CQUni agtech tested for Argentinean farming systems
Published:07 August 2019
CQUni DataMuster reps Michael Thomson and Professor Dave Swain pictured in Argentina
CQUniversity researchers are investigating Argentinean beef production systems with a view to opening markets for emerging agtech company, DataMuster.
The DataMuster automated livestock management system, which has been developed by CQUniversity’s Precision Livestock Management team, will be evaluated on 15 farms and three Argentinean Government research stations as part of a project which commenced following meetings in Buenos Aires last week.

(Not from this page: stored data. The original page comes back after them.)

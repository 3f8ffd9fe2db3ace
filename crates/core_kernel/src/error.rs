//! Core error types used across the system

use serde::{Deserialize, Serialize};
use thiserror::Error;

use crate::money::MoneyError;
use crate::temporal::TemporalError;

/// Coarse classification shared by every domain error
///
/// Callers (the HTTP layer, the company driver) decide how to react based on
/// the kind rather than on individual variants.
#[derive(Debug, Clone, Copy, PartialEq, Eq, Hash, Serialize, Deserialize)]
#[serde(rename_all = "snake_case")]
pub enum ErrorKind {
    /// Null/empty identifiers, non-positive amounts, mismatched sets
    Argument,
    /// The object was valid once but is no longer actionable
    InvalidState,
    /// An identifier is already in use
    Uniqueness,
    /// A referenced entity does not exist
    NotFound,
}

/// Core error type for the kernel
#[derive(Debug, Error)]
pub enum CoreError {
    #[error("Money error: {0}")]
    Money(#[from] MoneyError),

    #[error("Temporal error: {0}")]
    Temporal(#[from] TemporalError),

    #[error("Validation error: {0}")]
    Validation(String),

    #[error("Invalid state transition: {0}")]
    InvalidStateTransition(String),

    #[error("Not found: {0}")]
    NotFound(String),
}

impl CoreError {
    pub fn validation(message: impl Into<String>) -> Self {
        CoreError::Validation(message.into())
    }

    pub fn invalid_state(message: impl Into<String>) -> Self {
        CoreError::InvalidStateTransition(message.into())
    }

    pub fn not_found(message: impl Into<String>) -> Self {
        CoreError::NotFound(message.into())
    }

    /// Classifies the error
    pub fn kind(&self) -> ErrorKind {
        match self {
            CoreError::Money(_) | CoreError::Temporal(_) | CoreError::Validation(_) => {
                ErrorKind::Argument
            }
            CoreError::InvalidStateTransition(_) => ErrorKind::InvalidState,
            CoreError::NotFound(_) => ErrorKind::NotFound,
        }
    }
}
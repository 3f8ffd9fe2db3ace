//! API middleware

use axum::{body::Body, http::Request, middleware::Next, response::Response};
use chrono::Utc;
use tracing::info;

/// Audit logging middleware
///
/// Logs every API request with its outcome and latency
pub async fn audit_middleware(request: Request<Body>, next: Next) -> Response {
    let method = request.method().clone();
    let uri = request.uri().clone();

    let start = Utc::now();

    let response = next.run(request).await;

    let duration = Utc::now() - start;
    let status = response.status();

    info!(
        method = %method,
        uri = %uri,
        status = %status.as_u16(),
        duration_ms = duration.num_milliseconds(),
        "API request"
    );

    response
}
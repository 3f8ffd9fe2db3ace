//! Payment ledger
//!
//! An append-only record of applied payments, keyed by contract number and
//! kept in time order. Entries at the same instant stay in the order they
//! were recorded.
//!
//! # Invariants
//!
//! - Every entry amount is positive
//! - Entries for one contract are sorted by `paid_at`
//! - Entries are never modified or removed

use std::collections::HashMap;

use serde::Serialize;

use core_kernel::money::ensure_positive;
use core_kernel::{Amount, ContractNumber, PaymentId, Timestamp};
use crate::error::BillingError;

/// One applied payment
#[derive(Debug, Clone, PartialEq, Eq, Serialize)]
pub struct PaymentInstance {
    /// Unique payment identifier
    pub id: PaymentId,
    /// Insurer time at which the payment was applied
    pub paid_at: Timestamp,
    /// Amount paid, always positive
    pub amount: Amount,
}

impl PaymentInstance {
    /// Creates a ledger entry
    ///
    /// # Errors
    ///
    /// Returns `BillingError::InvalidAmount` if the amount is not positive
    pub fn new(paid_at: Timestamp, amount: Amount) -> Result<Self, BillingError> {
        ensure_positive(amount, "Payment amount")
            .map_err(|e| BillingError::InvalidAmount(e.to_string()))?;
        Ok(Self {
            id: PaymentId::new_v7(),
            paid_at,
            amount,
        })
    }
}

/// Payment history of one insurer
#[derive(Debug, Clone, Default)]
pub struct PaymentLedger {
    entries: HashMap<ContractNumber, Vec<PaymentInstance>>,
}

impl PaymentLedger {
    /// Creates an empty ledger
    pub fn new() -> Self {
        Self::default()
    }

    /// Records a payment against a contract
    ///
    /// The entry is placed after every existing entry with the same or an
    /// earlier timestamp.
    pub fn record(&mut self, contract_number: &ContractNumber, payment: PaymentInstance) {
        let entries = self.entries.entry(contract_number.clone()).or_default();
        let position = entries.partition_point(|e| e.paid_at <= payment.paid_at);
        entries.insert(position, payment);
    }

    /// All entries for a contract in time order
    pub fn entries(&self, contract_number: &ContractNumber) -> &[PaymentInstance] {
        self.entries
            .get(contract_number)
            .map(Vec::as_slice)
            .unwrap_or(&[])
    }

    /// Entries with `from <= paid_at <= to`
    pub fn entries_between(
        &self,
        contract_number: &ContractNumber,
        from: Timestamp,
        to: Timestamp,
    ) -> Result<&[PaymentInstance], BillingError> {
        core_kernel::temporal::ensure_ordered(from, to).map_err(core_kernel::CoreError::from)?;
        let entries = self.entries(contract_number);
        let start = entries.partition_point(|e| e.paid_at < from);
        let end = entries.partition_point(|e| e.paid_at <= to);
        Ok(&entries[start..end])
    }

    /// Sum of all payments recorded for a contract
    pub fn total_paid(&self, contract_number: &ContractNumber) -> Amount {
        self.entries(contract_number)
            .iter()
            .fold(0, |total: Amount, e| total.saturating_add(e.amount))
    }

    /// Contracts that have at least one payment
    pub fn contracts(&self) -> impl Iterator<Item = &ContractNumber> {
        self.entries.keys()
    }
}

#[cfg(test)]
mod tests {
    use super::*;
    use chrono::NaiveDate;

    fn at(d: u32, h: u32) -> Timestamp {
        NaiveDate::from_ymd_opt(2025, 4, d)
            .unwrap()
            .and_hms_opt(h, 0, 0)
            .unwrap()
    }

    fn number() -> ContractNumber {
        ContractNumber::new("C1").unwrap()
    }

    #[test]
    fn test_rejects_non_positive_amount() {
        assert!(matches!(
            PaymentInstance::new(at(1, 0), 0),
            Err(BillingError::InvalidAmount(_))
        ));
    }

    #[test]
    fn test_out_of_order_records_are_sorted() {
        let mut ledger = PaymentLedger::new();
        ledger.record(&number(), PaymentInstance::new(at(3, 0), 30).unwrap());
        ledger.record(&number(), PaymentInstance::new(at(1, 0), 10).unwrap());
        ledger.record(&number(), PaymentInstance::new(at(2, 0), 20).unwrap());

        let amounts: Vec<_> = ledger.entries(&number()).iter().map(|e| e.amount).collect();
        assert_eq!(amounts, vec![10, 20, 30]);
    }

    #[test]
    fn test_ties_keep_insertion_order() {
        let mut ledger = PaymentLedger::new();
        ledger.record(&number(), PaymentInstance::new(at(1, 0), 5).unwrap());
        ledger.record(&number(), PaymentInstance::new(at(1, 0), 7).unwrap());

        let amounts: Vec<_> = ledger.entries(&number()).iter().map(|e| e.amount).collect();
        assert_eq!(amounts, vec![5, 7]);
        assert_eq!(ledger.total_paid(&number()), 12);
    }

    #[test]
    fn test_entries_between_is_inclusive() {
        let mut ledger = PaymentLedger::new();
        for (day, amount) in [(1, 1), (2, 2), (3, 3), (4, 4)] {
            ledger.record(&number(), PaymentInstance::new(at(day, 0), amount).unwrap());
        }

        let window = ledger.entries_between(&number(), at(2, 0), at(3, 0)).unwrap();
        assert_eq!(window.iter().map(|e| e.amount).collect::<Vec<_>>(), vec![2, 3]);
        assert!(ledger.entries_between(&number(), at(3, 0), at(2, 0)).is_err());
    }

    #[test]
    fn test_unknown_contract_is_empty() {
        let ledger = PaymentLedger::new();
        assert!(ledger.entries(&number()).is_empty());
        assert_eq!(ledger.total_paid(&number()), 0);
    }
}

CQUniversity researcher and DataMuster inventor Professor Dave Swain said the project was designed to work with cattle producers to understand their business models and unique production systems in order to optimise DataMuster for future commercial delivery in Latin American markets.
“Australia is a world leader in developing agricultural technologies, which presents an opportunity not just to enhance livestock production in Australia, but also develop new export industries in farm hardware and software specifically designed for overseas markets,” Professor Swain said.
“And by working with industry partners overseas we will also gain new insights to improve our technologies to better support Australian producers in the future.”
The three-year project is supported by the Australian Government’s Global Innovation Linkage Program, through which CQUniversity will work with Argentina’s National Institute of Agri-technology (INTA) and producer group CREA to evaluate and enhance the DataMuster system.
DataMuster is a web-based management tool which allows cattle producers to automatically monitor and manage their herd right down to the individual animal level.
Using sophisticated animal behavioural algorithms, the system interprets data gathered from walk-over-weigh scales and electronic animal identification readers located at water troughs. Animals can also be managed remotely, with the software connecting to paddock-based auto-drafters to separate animals for sale, health treatments or supplementary nutrition.
“Rather than overwhelming producers with huge volumes of data, the system provides producers with the information they need to make more timely and more informed management decisions based on the animals’ growth rates, their need for supplementary nutrition, the maternal parentage of calves, and even the date which a calf is born,” Professor Swain said.
“By working with INTA, we will also be looking at integrating new data flows from their automated system for measuring the feed intake of individual animals in feedlots, and how this can be used for nutritional management and genetic selection here in Australia.”